# Kids Kayak Day Camp Five Day Clinic



## boc123 (Apr 6, 2004)

Kayaking is a great sport to help kids grow up strong and healthy. 
Kayak course just for kids
Beginning this summer the Boulder Outdoor Center is offering kayak courses just for kids. The Kids Kayak Day Camp is a five-day program that will progress through the basics of kayaking. Kids will spend two days on Boulder Reservoir learning basic paddle strokes, bracing, self-rescue, Eskimo rescues, and the Eskimo roll. Once the basic strokes are learned we will play kayak games developed by the crew at the BOC. The games are fun and improve paddling skills. For lunch we will feast on a picnic prepared by the guides. Lunch will be followed by soccer, kickball, volleyball, and whatever other fun games we want to play before getting back in the water. 

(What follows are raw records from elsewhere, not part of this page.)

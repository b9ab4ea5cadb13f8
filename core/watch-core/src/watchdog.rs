//! The periodic watchdog job: relaunch the resident process when it is gone.
//!
//! Two independent checks: the process's own running flag (asked over the
//! control socket) and the platform process registry. Either one reporting
//! "not running" triggers a relaunch.

use std::fmt;
use tracing::{info, warn};

use crate::resurrection::Launcher;

pub trait ProcessRegistry: Send + Sync {
    fn is_resident_alive(&self) -> bool;
}

pub trait RunningProbe: Send + Sync {
    /// The process's own running flag; `None` when nothing answered.
    fn reports_running(&self) -> Option<bool>;
}

#[derive(Debug, Clone, Copy, PartialEq, Eq)]
pub enum NotRunningCause {
    /// The process answered but has marked itself stopped.
    FlagCleared,
    /// Nothing answered on the control channel.
    Unreachable,
    /// The process registry has no live resident process.
    ProcessMissing,
}

impl fmt::Display for NotRunningCause {
    fn fmt(&self, f: &mut fmt::Formatter<'_>) -> fmt::Result {
        let text = match self {
            NotRunningCause::FlagCleared => "running flag cleared",
            NotRunningCause::Unreachable => "control socket unreachable",
            NotRunningCause::ProcessMissing => "no live process",
        };
        f.write_str(text)
    }
}

#[derive(Debug, Clone, PartialEq, Eq)]
pub enum WatchdogVerdict {
    Healthy,
    Relaunched { cause: NotRunningCause },
    /// Relaunch failed; the job scheduler should run the job again.
    Retry { cause: NotRunningCause, error: String },
}

impl WatchdogVerdict {
    pub fn needs_retry(&self) -> bool {
        matches!(self, WatchdogVerdict::Retry { .. })
    }
}

pub fn run_watchdog(
    probe: &dyn RunningProbe,
    registry: &dyn ProcessRegistry,
    launcher: &dyn Launcher,
) -> WatchdogVerdict {
    let cause = match probe.reports_running() {
        Some(false) => Some(NotRunningCause::FlagCleared),
        None => Some(NotRunningCause::Unreachable),
        Some(true) if !registry.is_resident_alive() => Some(NotRunningCause::ProcessMissing),
        Some(true) => None,
    };

    let Some(cause) = cause else {
        info!("Watchdog: resident process is running");
        return WatchdogVerdict::Healthy;
    };

    info!(%cause, "Watchdog: resident process not running; relaunching");
    match launcher.launch() {
        Ok(()) => WatchdogVerdict::Relaunched { cause },
        Err(err) => {
            warn!(%cause, error = %err, "Watchdog relaunch failed");
            WatchdogVerdict::Retry {
                cause,
                error: err.to_string(),
            }
        }
    }
}

#[cfg(test)]
mod tests {
    use super::*;
    use crate::testing::{FakeProbe, FakeRegistry, RecordingLauncher};

    #[test]
    fn healthy_process_is_left_alone() {
        let launcher = RecordingLauncher::default();
        let verdict = run_watchdog(&FakeProbe::running(), &FakeRegistry::alive(true), &launcher);
        assert_eq!(verdict, WatchdogVerdict::Healthy);
        assert_eq!(launcher.launches(), 0);
    }

    #[test]
    fn cleared_flag_triggers_relaunch_even_if_process_exists() {
        let launcher = RecordingLauncher::default();
        let verdict = run_watchdog(&FakeProbe::stopped(), &FakeRegistry::alive(true), &launcher);
        assert_eq!(
            verdict,
            WatchdogVerdict::Relaunched {
                cause: NotRunningCause::FlagCleared
            }
        );
        assert_eq!(launcher.launches(), 1);
    }

    #[test]
    fn missing_process_triggers_relaunch() {
        let launcher = RecordingLauncher::default();
        let verdict = run_watchdog(&FakeProbe::running(), &FakeRegistry::alive(false), &launcher);
        assert_eq!(
            verdict,
            WatchdogVerdict::Relaunched {
                cause: NotRunningCause::ProcessMissing
            }
        );
    }

    #[test]
    fn failed_relaunch_asks_for_retry() {
        let launcher = RecordingLauncher::default();
        launcher.fail_launches(true);
        let verdict = run_watchdog(&FakeProbe::unreachable(), &FakeRegistry::alive(false), &launcher);
        assert!(verdict.needs_retry());
        assert!(matches!(
            verdict,
            WatchdogVerdict::Retry {
                cause: NotRunningCause::Unreachable,
                ..
            }
        ));
    }
}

After the lake portion is complete we will spend the next few days on moving water. On the river, the kids will learn how to control their boat in current and to maneuver from one part of the river to another. Maneuvers include: in and out of eddies, ferries across the river, surfing waves and negotiating a slalom course. We will encourage teamwork, respect for the river, and self-reliance. River safety, scouting, self-rescue, and reading whitewater will be practiced throughout the class. Your kids will learn how to respect the rivers and have fun at the same time. 

Jun 19 - Jun 23, 06
Jul 10 - Jul 14, 06
Jul 31 - Aug 04, 06
Aug 14 - Aug 18, 06


----------